L’option avancée « Comparer » me donne un curseur qui me permet de passer rapidement d’une visualisation à l’autre.
Sur l’exemple ci-dessous, je vois bien sur la CN que je suis en zone forêt, qu’il y a des barres de falaise et que c’est raide (les courbes de niveau sont rapprochées). L’orthophoto me permet de saisir également que la couverture forestière est clairsemée. Sachant que je suis en forte pente orientée sud-est, et au vu du contour des arbres et de la couleur du sol, je comprends que j’ai vraisemblablement à faire à une chênaie sur un éboulis.

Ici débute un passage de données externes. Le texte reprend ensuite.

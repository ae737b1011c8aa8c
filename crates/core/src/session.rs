//! Admin session state and its persistence

use crate::error::SessionError;
use chrono::{DateTime, Utc};
use serde::{Deserialize, Serialize};
use std::collections::HashMap;
use std::fmt;
use std::path::{Path, PathBuf};
use std::str::FromStr;
use std::sync::{Mutex, PoisonError};
use tracing::debug;
use uuid::Uuid;

/// Opaque identifier of one admin session (one browser)
#[derive(Debug, Clone, Copy, PartialEq, Eq, Hash, Serialize, Deserialize)]
pub struct SessionId(Uuid);

impl SessionId {
    #[must_use]
    pub fn new() -> Self {
        Self(Uuid::new_v4())
    }
}

impl Default for SessionId {
    fn default() -> Self {
        Self::new()
    }
}

impl FromStr for SessionId {
    type Err = SessionError;

    fn from_str(s: &str) -> Result<Self, Self::Err> {
        Ok(Self(Uuid::parse_str(s.trim())?))
    }
}

impl fmt::Display for SessionId {
    fn fmt(&self, f: &mut fmt::Formatter<'_>) -> fmt::Result {
        self.0.fmt(f)
    }
}

/// Whether a session has passed the admin password check
#[derive(Debug, Clone, Copy, PartialEq, Eq, Default, Serialize, Deserialize)]
#[serde(tag = "state", rename_all = "snake_case")]
pub enum SessionState {
    #[default]
    Unauthenticated,
    Authenticated { since: DateTime<Utc> },
}

impl SessionState {
    #[must_use]
    pub fn authenticated_now() -> Self {
        SessionState::Authenticated { since: Utc::now() }
    }

    #[must_use]
    pub fn is_authenticated(&self) -> bool {
        matches!(self, SessionState::Authenticated { .. })
    }
}

/// Persistent storage of session flags; entries never expire
pub trait SessionStore: Send + Sync {
    /// Stored state, `Unauthenticated` for unknown sessions
    fn load(&self, id: &SessionId) -> Result<SessionState, SessionError>;

    /// Store a state; storing `Unauthenticated` forgets the session
    fn save(&self, id: &SessionId, state: &SessionState) -> Result<(), SessionError>;
}

/// Process-local store, lost on restart
#[derive(Debug, Default)]
pub struct MemorySessionStore {
    sessions: Mutex<HashMap<SessionId, SessionState>>,
}

impl MemorySessionStore {
    #[must_use]
    pub fn new() -> Self {
        Self::default()
    }
}

impl SessionStore for MemorySessionStore {
    fn load(&self, id: &SessionId) -> Result<SessionState, SessionError> {
        let sessions = self.sessions.lock().unwrap_or_else(PoisonError::into_inner);
        Ok(sessions.get(id).copied().unwrap_or_default())
    }

    fn save(&self, id: &SessionId, state: &SessionState) -> Result<(), SessionError> {
        let mut sessions = self.sessions.lock().unwrap_or_else(PoisonError::into_inner);
        apply(&mut sessions, id, state);
        Ok(())
    }
}

/// JSON file store, survives restarts
#[derive(Debug)]
pub struct FileSessionStore {
    path: PathBuf,
    lock: Mutex<()>,
}

impl FileSessionStore {
    pub fn new(path: impl AsRef<Path>) -> Self {
        Self {
            path: path.as_ref().to_path_buf(),
            lock: Mutex::new(()),
        }
    }

    #[must_use]
    pub fn path(&self) -> &Path {
        &self.path
    }

    fn read_all(&self) -> Result<HashMap<SessionId, SessionState>, SessionError> {
        match std::fs::read(&self.path) {
            Ok(bytes) if bytes.is_empty() => Ok(HashMap::new()),
            Ok(bytes) => Ok(serde_json::from_slice(&bytes)?),
            Err(e) if e.kind() == std::io::ErrorKind::NotFound => Ok(HashMap::new()),
            Err(e) => Err(e.into()),
        }
    }

    fn write_all(&self, sessions: &HashMap<SessionId, SessionState>) -> Result<(), SessionError> {
        if let Some(parent) = self.path.parent() {
            std::fs::create_dir_all(parent)?;
        }
        let json = serde_json::to_vec_pretty(sessions)?;
        // Replace the file atomically
        let tmp = self.path.with_extension("tmp");
        std::fs::write(&tmp, json)?;
        std::fs::rename(&tmp, &self.path)?;
        Ok(())
    }
}

impl SessionStore for FileSessionStore {
    fn load(&self, id: &SessionId) -> Result<SessionState, SessionError> {
        let _guard = self.lock.lock().unwrap_or_else(PoisonError::into_inner);
        Ok(self.read_all()?.get(id).copied().unwrap_or_default())
    }

    fn save(&self, id: &SessionId, state: &SessionState) -> Result<(), SessionError> {
        let _guard = self.lock.lock().unwrap_or_else(PoisonError::into_inner);
        let mut sessions = self.read_all()?;
        apply(&mut sessions, id, state);
        self.write_all(&sessions)?;
        debug!("Saved session {} to {}", id, self.path.display());
        Ok(())
    }
}

fn apply(sessions: &mut HashMap<SessionId, SessionState>, id: &SessionId, state: &SessionState) {
    match state {
        SessionState::Unauthenticated => {
            sessions.remove(id);
        }
        SessionState::Authenticated { .. } => {
            sessions.insert(*id, *state);
        }
    }
}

Le modèle altimétrique me permet d’aller encore plus loin dans l’analyse du relief. L’acquisition de la surface du terrain par LIDAR (Light Detection And Ranging) offre une précision suffisante (de l’ordre de 10cm !) pour faire apparaître les chemins, les sentiers et les traces, même sous le couvert forestier.
J’utilise principalement cette fonctionnalité pour comprendre, dans la zone que j’étudie, s’il existe des chemins non répertoriés sur la carte. J’ai ainsi pu identifier sur ce modèle numérique des pistes que j’ai ensuite retrouvé lors d’une de mes sorties trail « exploration ».

Fonctions de mesure
Le géoportail intègre des outils de mesure, permettant notamment de mesurer une longueur et un azimuth, et de tracer un profil en long.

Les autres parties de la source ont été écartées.